▶ [ACTIVITY]: Check each line of the listing below for the string "events", and copy the ones that have it.

=-=-=-=-=

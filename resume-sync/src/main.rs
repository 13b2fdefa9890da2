use anyhow::Context;
use clap::Parser;
use resume_sync::{
    Application, Config,
    api::models::events::parse_events,
    bullhorn::SessionManager,
    build_http_client, build_no_redirect_client,
    sync::EventDispatcher,
    telemetry,
};
use std::path::Path;

/// Event replayed by `--replay` when no payload file is given.
const SAMPLE_EVENT: &str = r#"[{"subscriptionType":"object.propertyChange","objectId":100133051,"propertyName":"resume"}]"#;

/// Wait for shutdown signal (SIGTERM or Ctrl+C)
async fn shutdown_signal() {
    use tokio::signal;

    let ctrl_c = async {
        signal::ctrl_c().await.expect("Failed to install Ctrl+C handler");
    };

    #[cfg(unix)]
    let terminate = async {
        signal::unix::signal(signal::unix::SignalKind::terminate())
            .expect("Failed to install SIGTERM handler")
            .recv()
            .await;
    };

    #[cfg(not(unix))]
    let terminate = std::future::pending::<()>();

    tokio::select! {
        _ = ctrl_c => {
            tracing::info!("Received Ctrl+C, shutting down gracefully...");
        },
        _ = terminate => {
            tracing::info!("Received SIGTERM, shutting down gracefully...");
        },
    }
}

async fn check_token(config: &Config) -> anyhow::Result<()> {
    let sessions = SessionManager::new(build_http_client()?, build_no_redirect_client()?, config.bullhorn.clone());
    let token = sessions.exchange_refresh_token().await?;

    let rotated = token
        .refresh_token
        .as_deref()
        .is_some_and(|t| Some(t) != config.bullhorn.refresh_token.as_deref());
    match token.expires_in {
        Some(secs) => println!("Refresh token accepted; access token expires in {secs}s."),
        None => println!("Refresh token accepted."),
    }
    if rotated {
        println!("Bullhorn issued a new refresh token; update BULLHORN_REFRESH_TOKEN.");
    }
    Ok(())
}

async fn replay(config: &Config, file: Option<&Path>) -> anyhow::Result<()> {
    let payload = match file {
        Some(path) => tokio::fs::read(path)
            .await
            .with_context(|| format!("reading {}", path.display()))?,
        None => SAMPLE_EVENT.as_bytes().to_vec(),
    };
    let events = parse_events(&payload).context("Invalid JSON payload")?;

    let hubspot_token = config
        .hubspot
        .access_token
        .as_deref()
        .filter(|t| !t.is_empty())
        .context("Missing HUBSPOT_PRIVATE_APP_TOKEN")?;

    let dispatcher = EventDispatcher::from_config(config, build_http_client()?, build_no_redirect_client()?, hubspot_token);
    let results = dispatcher.process_events(&events).await;
    println!("{}", serde_json::to_string_pretty(&results)?);
    Ok(())
}

#[tokio::main]
async fn main() -> anyhow::Result<()> {
    // Install rustls crypto provider before anything else that might build a TLS client
    rustls::crypto::aws_lc_rs::default_provider()
        .install_default()
        .expect("Failed to install rustls crypto provider");

    let args = resume_sync::config::Args::parse();
    let config = Config::load(&args)?;

    if args.validate {
        println!("Configuration is valid.");
        return Ok(());
    }

    telemetry::init_telemetry(config.enable_otel_export)?;
    tracing::debug!("{:?}", args);

    if args.check_token {
        return check_token(&config).await;
    }

    if let Some(file) = &args.replay {
        return replay(&config, file.as_deref()).await;
    }

    Application::new(config)?.serve(shutdown_signal()).await
}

=-=-=-=-=

▶ [OUTPUT OF THE TASK]:
    api::models::events::parse_events,
    let events = parse_events(&payload).context("Invalid JSON payload")?;
    let results = dispatcher.process_events(&events).await;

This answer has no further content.